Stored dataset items
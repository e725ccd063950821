use crate::infrastructure::error::InfraError;
use rusqlite::Connection;
use std::path::Path;

const SCHEMA_SQL: &str = "
CREATE TABLE IF NOT EXISTS local_records (
    scope TEXT NOT NULL,
    record TEXT NOT NULL,
    payload TEXT NOT NULL,
    updated_at TEXT NOT NULL,
    PRIMARY KEY (scope, record)
);
";

pub fn initialize_database(path: &Path) -> Result<(), InfraError> {
    let connection = Connection::open(path)?;
    connection.execute_batch(SCHEMA_SQL)?;
    Ok(())
}
use crate::domain::models::LogEntry;
use std::collections::HashMap;

pub const UNLABELLED_PROJECT: &str = "(no project)";

#[derive(Debug, Clone, PartialEq, Eq, Default)]
pub struct ProjectTotal {
    pub project_label: String,
    pub minutes: u64,
    pub entries: usize,
}

/// Aggregate totals over a set of log entries.
#[derive(Debug, Clone, PartialEq, Eq, Default)]
pub struct LogStats {
    pub entry_count: usize,
    pub total_minutes: u64,
    /// Largest first; ties keep label order.
    pub by_project: Vec<ProjectTotal>,
}

impl LogStats {
    pub fn from_entries(entries: &[LogEntry]) -> Self {
        let mut totals: HashMap<String, ProjectTotal> = HashMap::new();
        for entry in entries {
            let label = entry
                .project_label
                .as_deref()
                .map(str::trim)
                .filter(|label| !label.is_empty())
                .unwrap_or(UNLABELLED_PROJECT);
            let total = totals.entry(label.to_string()).or_insert_with(|| ProjectTotal {
                project_label: label.to_string(),
                ..ProjectTotal::default()
            });
            total.minutes += u64::from(entry.duration_minutes);
            total.entries += 1;
        }

        let mut by_project = totals.into_values().collect::<Vec<_>>();
        by_project.sort_by(|left, right| {
            right
                .minutes
                .cmp(&left.minutes)
                .then_with(|| left.project_label.cmp(&right.project_label))
        });

        Self {
            entry_count: entries.len(),
            total_minutes: entries.iter().map(|entry| u64::from(entry.duration_minutes)).sum(),
            by_project,
        }
    }

    pub fn top_project(&self) -> Option<&ProjectTotal> {
        self.by_project.first()
    }
}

What is required: Give the records above again, word for word.

Solution to this problem:
repository e725ccd063950821
use crate::infrastructure::error::InfraError;
use rusqlite::Connection;
use std::path::Path;

const SCHEMA_SQL: &str = "
CREATE TABLE IF NOT EXISTS local_records (
    scope TEXT NOT NULL,
    record TEXT NOT NULL,
    payload TEXT NOT NULL,
    updated_at TEXT NOT NULL,
    PRIMARY KEY (scope, record)
);
";

pub fn initialize_database(path: &Path) -> Result<(), InfraError> {
    let connection = Connection::open(path)?;
    connection.execute_batch(SCHEMA_SQL)?;
    Ok(())
}
use crate::domain::models::LogEntry;
use std::collections::HashMap;

pub const UNLABELLED_PROJECT: &str = "(no project)";

#[derive(Debug, Clone, PartialEq, Eq, Default)]
pub struct ProjectTotal {
    pub project_label: String,
    pub minutes: u64,
    pub entries: usize,
}

/// Aggregate totals over a set of log entries.
#[derive(Debug, Clone, PartialEq, Eq, Default)]
pub struct LogStats {
    pub entry_count: usize,
    pub total_minutes: u64,
    /// Largest first; ties keep label order.
    pub by_project: Vec<ProjectTotal>,
}

impl LogStats {
    pub fn from_entries(entries: &[LogEntry]) -> Self {
        let mut totals: HashMap<String, ProjectTotal> = HashMap::new();
        for entry in entries {
            let label = entry
                .project_label
                .as_deref()
                .map(str::trim)
                .filter(|label| !label.is_empty())
                .unwrap_or(UNLABELLED_PROJECT);
            let total = totals.entry(label.to_string()).or_insert_with(|| ProjectTotal {
                project_label: label.to_string(),
                ..ProjectTotal::default()
            });
            total.minutes += u64::from(entry.duration_minutes);
            total.entries += 1;
        }

        let mut by_project = totals.into_values().collect::<Vec<_>>();
        by_project.sort_by(|left, right| {
            right
                .minutes
                .cmp(&left.minutes)
                .then_with(|| left.project_label.cmp(&right.project_label))
        });

        Self {
            entry_count: entries.len(),
            total_minutes: entries.iter().map(|entry| u64::from(entry.duration_minutes)).sum(),
            by_project,
        }
    }

    pub fn top_project(&self) -> Option<&ProjectTotal> {
        self.by_project.first()
    }
}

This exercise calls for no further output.